What you have to do :: Scan the data below for the string "voluntary". Show every line where it turns up.

Dataset records ::
//! Payslip line item models.
//!
//! This module contains the [`PayslipLineItem`] type and its associated
//! structures that capture all outputs of a gross-to-net calculation:
//! evaluated components, statutory amounts, totals, and warnings.

use chrono::{DateTime, Utc};
use serde::{Deserialize, Serialize};
use uuid::Uuid;

use super::{PayPeriod, PayStructure};
use crate::money::Money;

/// The category a payslip component line belongs to.
///
/// Categories distinguish earnings from the different classes of deduction
/// so downstream renderers can group lines without re-deriving the
/// classification.
///
/// # Example
///
/// ```
/// use payroll_engine::models::PayComponentCategory;
///
/// let category = PayComponentCategory::Allowance;
/// assert_eq!(format!("{:?}", category), "Allowance");
/// ```
#[derive(Debug, Clone, Copy, PartialEq, Eq, Hash, Serialize, Deserialize)]
#[serde(rename_all = "snake_case")]
pub enum PayComponentCategory {
    /// An earning on top of basic salary.
    Allowance,
    /// A voluntary deduction subtracted before income tax.
    PreTaxDeduction,
    /// A voluntary deduction subtracted after income tax.
    PostTaxDeduction,
    /// A statutory deduction (income tax, pension, insurance).
    Statutory,
}

/// A single evaluated component line on a payslip.
///
/// Each line freezes the evaluated amount at calculation time; later edits
/// to the source structure never change a stored line.
///
/// # Example
///
/// ```
/// use payroll_engine::models::{ComponentLine, PayComponentCategory};
/// use payroll_engine::money::Money;
///
/// let line = ComponentLine {
///     component_id: "housing".to_string(),
///     name: "Housing".to_string(),
///     category: PayComponentCategory::Allowance,
///     amount: "1000.00".parse().unwrap(),
/// };
/// ```
#[derive(Debug, Clone, PartialEq, Eq, Serialize, Deserialize)]
pub struct ComponentLine {
    /// The id of the component within its structure, or a statutory code.
    pub component_id: String,
    /// Human-readable name for payslip rendering.
    pub name: String,
    /// The category of the line.
    pub category: PayComponentCategory,
    /// The evaluated amount, rounded to 2 decimals.
    pub amount: Money,
}

/// Aggregated totals for a payslip calculation.
///
/// # Example
///
/// ```
/// use payroll_engine::models::PayslipTotals;
/// use payroll_engine::money::Money;
///
/// let totals = PayslipTotals {
///     gross_pay: "6500.00".parse().unwrap(),
///     taxable_income: "5850.00".parse().unwrap(),
///     income_tax: "150.00".parse().unwrap(),
///     pension: "325.00".parse().unwrap(),
///     insurance: "100.00".parse().unwrap(),
///     pre_tax_deductions: "650.00".parse().unwrap(),
///     post_tax_deductions: "0.00".parse().unwrap(),
///     total_deductions: "1225.00".parse().unwrap(),
///     net_pay: "5275.00".parse().unwrap(),
/// };
/// ```
#[derive(Debug, Clone, PartialEq, Eq, Serialize, Deserialize)]
pub struct PayslipTotals {
    /// Basic salary plus all allowances.
    pub gross_pay: Money,
    /// Gross pay minus non-statutory pre-tax deductions.
    pub taxable_income: Money,
    /// Income tax computed on taxable income.
    pub income_tax: Money,
    /// Pension contribution computed on gross pay.
    pub pension: Money,
    /// Insurance contribution computed on basic salary.
    pub insurance: Money,
    /// Non-statutory deductions subtracted before tax.
    pub pre_tax_deductions: Money,
    /// Non-statutory deductions subtracted after tax.
    pub post_tax_deductions: Money,
    /// Every deduction on the slip, statutory and voluntary.
    pub total_deductions: Money,
    /// Gross pay minus total deductions. May be negative.
    pub net_pay: Money,
}

/// A warning generated during calculation.
///
/// Warnings indicate conditions that don't prevent calculation but may
/// require attention, such as a net pay below zero.
#[derive(Debug, Clone, PartialEq, Eq, Serialize, Deserialize)]
pub struct CalculationWarning {
    /// A code identifying the type of warning.
    pub code: String,
    /// A human-readable description of the warning.
    pub message: String,
    /// The severity level (e.g., "low", "medium", "high").
    pub severity: String,
}

impl CalculationWarning {
    /// Warning code raised when deductions exceed gross pay.
    pub const NEGATIVE_NET_PAY: &'static str = "negative_net_pay";

    /// Builds the negative net pay warning for the given amount.
    pub fn negative_net_pay(net_pay: Money) -> Self {
        Self {
            code: Self::NEGATIVE_NET_PAY.to_string(),
            message: format!("net pay is negative: {}", net_pay),
            severity: "high".to_string(),
        }
    }
}

/// The complete result of a single employee's gross-to-net calculation.
///
/// Every amount and the source structure are value-frozen onto the item at
/// calculation time, so editing a structure later never rewrites a payslip
/// that was already produced.
///
/// # Example
///
/// ```
/// use payroll_engine::models::{PayslipLineItem, PayslipTotals, PayPeriod, PayStructure, PayFrequency};
/// use payroll_engine::money::Money;
/// use chrono::{NaiveDate, Utc};
/// use uuid::Uuid;
///
/// let item = PayslipLineItem {
///     calculation_id: Uuid::new_v4(),
///     computed_at: Utc::now(),
///     engine_version: "1.0.0".to_string(),
///     employee_id: "emp_001".to_string(),
///     pay_period: PayPeriod {
///         start_date: NaiveDate::from_ymd_opt(2026, 3, 1).unwrap(),
///         end_date: NaiveDate::from_ymd_opt(2026, 3, 31).unwrap(),
///     },
///     structure: PayStructure {
///         id: "struct_001".to_string(),
///         name: "Staff grade 3".to_string(),
///         basic_salary: "5000".parse().unwrap(),
///         allowances: vec![],
///         deductions: vec![],
///         frequency: PayFrequency::Monthly,
///     },
///     basic_salary: "5000".parse().unwrap(),
///     components: vec![],
///     totals: PayslipTotals {
///         gross_pay: "5000.00".parse().unwrap(),
///         taxable_income: "5000.00".parse().unwrap(),
///         income_tax: Money::ZERO,
///         pension: "250.00".parse().unwrap(),
///         insurance: "100.00".parse().unwrap(),
///         pre_tax_deductions: Money::ZERO,
///         post_tax_deductions: Money::ZERO,
///         total_deductions: "350.00".parse().unwrap(),
///         net_pay: "4650.00".parse().unwrap(),
///     },
///     warnings: vec![],
/// };
/// ```
#[derive(Debug, Clone, PartialEq, Eq, Serialize, Deserialize)]
pub struct PayslipLineItem {
    /// Unique identifier for this calculation.
    pub calculation_id: Uuid,
    /// When the calculation was performed.
    pub computed_at: DateTime<Utc>,
    /// The version of the engine that performed the calculation.
    pub engine_version: String,
    /// The ID of the employee the payslip is for.
    pub employee_id: String,
    /// The pay period the payslip covers.
    pub pay_period: PayPeriod,
    /// A snapshot of the structure exactly as evaluated.
    pub structure: PayStructure,
    /// The basic salary frozen at calculation time.
    pub basic_salary: Money,
    /// Every evaluated component line, in evaluation order.
    pub components: Vec<ComponentLine>,
    /// Aggregated totals for the payslip.
    pub totals: PayslipTotals,
    /// Any warnings generated during calculation.
    pub warnings: Vec<CalculationWarning>,
}

impl PayslipLineItem {
    /// Returns the component lines belonging to the given category.
    pub fn lines_in(&self, category: PayComponentCategory) -> impl Iterator<Item = &ComponentLine> {
        self.components
            .iter()
            .filter(move |line| line.category == category)
    }
}
//! Core data models for the payroll calculation engine.
//!
//! This module contains all the domain models used throughout the engine.

mod employee;
mod pay_period;
mod payslip;
mod run;
mod structure;

pub use employee::Employee;
pub use pay_period::PayPeriod;
pub use payslip::{
    CalculationWarning, ComponentLine, PayComponentCategory, PayslipLineItem, PayslipTotals,
};
pub use run::{ItemError, PayrollRun, RosterEntry, RunStatus};
pub use structure::{
    AllowanceDefinition, ComponentBase, ComponentKind, DeductionDefinition, PayFrequency,
    PayStructure,
};
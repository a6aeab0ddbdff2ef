//! Response types for the payroll engine API.
//!
//! This module defines the error response structures and error handling
//! for the HTTP API.

use axum::{
    Json,
    http::StatusCode,
    response::{IntoResponse, Response},
};
use serde::{Deserialize, Serialize};

use crate::error::EngineError;

/// API error response structure.
#[derive(Debug, Clone, Serialize, Deserialize)]
pub struct ApiError {
    /// Error code for programmatic handling.
    pub code: String,
    /// Human-readable error message.
    pub message: String,
    /// Optional details about the error.
    #[serde(skip_serializing_if = "Option::is_none")]
    pub details: Option<String>,
}

impl ApiError {
    /// Creates a new API error.
    pub fn new(code: impl Into<String>, message: impl Into<String>) -> Self {
        Self {
            code: code.into(),
            message: message.into(),
            details: None,
        }
    }

    /// Creates a new API error with details.
    pub fn with_details(
        code: impl Into<String>,
        message: impl Into<String>,
        details: impl Into<String>,
    ) -> Self {
        Self {
            code: code.into(),
            message: message.into(),
            details: Some(details.into()),
        }
    }

    /// Creates a validation error response.
    pub fn validation_error(message: impl Into<String>) -> Self {
        Self::new("VALIDATION_ERROR", message)
    }

    /// Creates a malformed JSON error response.
    pub fn malformed_json(message: impl Into<String>) -> Self {
        Self::new("MALFORMED_JSON", message)
    }
}

/// API error with HTTP status code.
pub struct ApiErrorResponse {
    /// The HTTP status code.
    pub status: StatusCode,
    /// The error body.
    pub error: ApiError,
}

impl IntoResponse for ApiErrorResponse {
    fn into_response(self) -> Response {
        (self.status, Json(self.error)).into_response()
    }
}

impl From<EngineError> for ApiErrorResponse {
    fn from(error: EngineError) -> Self {
        match error {
            EngineError::ConfigNotFound { path } => ApiErrorResponse {
                status: StatusCode::INTERNAL_SERVER_ERROR,
                error: ApiError::with_details(
                    "CONFIG_ERROR",
                    "Configuration error",
                    format!("Configuration file not found: {}", path),
                ),
            },
            EngineError::ConfigParseError { path, message } => ApiErrorResponse {
                status: StatusCode::INTERNAL_SERVER_ERROR,
                error: ApiError::with_details(
                    "CONFIG_ERROR",
                    "Configuration parse error",
                    format!("Failed to parse {}: {}", path, message),
                ),
            },
            EngineError::InvalidAmount { message } => ApiErrorResponse {
                status: StatusCode::BAD_REQUEST,
                error: ApiError::with_details(
                    "INVALID_AMOUNT",
                    "Invalid monetary amount",
                    message,
                ),
            },
            EngineError::InvalidComponent { component, message } => ApiErrorResponse {
                status: StatusCode::BAD_REQUEST,
                error: ApiError::with_details(
                    "INVALID_COMPONENT",
                    format!("Invalid component '{}'", component),
                    message,
                ),
            },
            EngineError::InvalidStructure {
                structure_id,
                message,
            } => ApiErrorResponse {
                status: StatusCode::BAD_REQUEST,
                error: ApiError::with_details(
                    "INVALID_STRUCTURE",
                    format!("Invalid structure '{}'", structure_id),
                    message,
                ),
            },
            EngineError::InvalidInput { formula, message } => ApiErrorResponse {
                status: StatusCode::BAD_REQUEST,
                error: ApiError::with_details(
                    "INVALID_INPUT",
                    format!("Invalid input to {}", formula),
                    message,
                ),
            },
            EngineError::InvalidTransition { from, action } => ApiErrorResponse {
                status: StatusCode::CONFLICT,
                error: ApiError::new(
                    "INVALID_TRANSITION",
                    format!("Cannot {} a payroll run in state {}", action, from),
                ),
            },
            EngineError::IncompleteRun { run_id, missing } => ApiErrorResponse {
                status: StatusCode::INTERNAL_SERVER_ERROR,
                error: ApiError::with_details(
                    "INCOMPLETE_RUN",
                    format!("Payroll run {} is incomplete", run_id),
                    format!("{} roster entries unaccounted for", missing),
                ),
            },
            EngineError::StructureNotFound { structure_id } => ApiErrorResponse {
                status: StatusCode::BAD_REQUEST,
                error: ApiError::new(
                    "STRUCTURE_NOT_FOUND",
                    format!("Structure not found: {}", structure_id),
                ),
            },
            EngineError::EmployeeNotAssigned { employee_id } => ApiErrorResponse {
                status: StatusCode::BAD_REQUEST,
                error: ApiError::new(
                    "EMPLOYEE_NOT_ASSIGNED",
                    format!("Employee {} has no assigned pay structure", employee_id),
                ),
            },
            EngineError::StructureInUse {
                structure_id,
                assigned,
            } => ApiErrorResponse {
                status: StatusCode::CONFLICT,
                error: ApiError::with_details(
                    "STRUCTURE_IN_USE",
                    format!("Structure '{}' is still in use", structure_id),
                    format!("{} employee(s) are assigned to it", assigned),
                ),
            },
            EngineError::RunTimedOut {
                run_id,
                completed,
                expected,
            } => ApiErrorResponse {
                status: StatusCode::INTERNAL_SERVER_ERROR,
                error: ApiError::with_details(
                    "RUN_TIMED_OUT",
                    format!("Payroll run {} timed out", run_id),
                    format!("{} of {} results received", completed, expected),
                ),
            },
        }
    }
}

Exercise response ::
    /// A voluntary deduction subtracted before income tax.
    /// A voluntary deduction subtracted after income tax.
    /// Every deduction on the slip, statutory and voluntary.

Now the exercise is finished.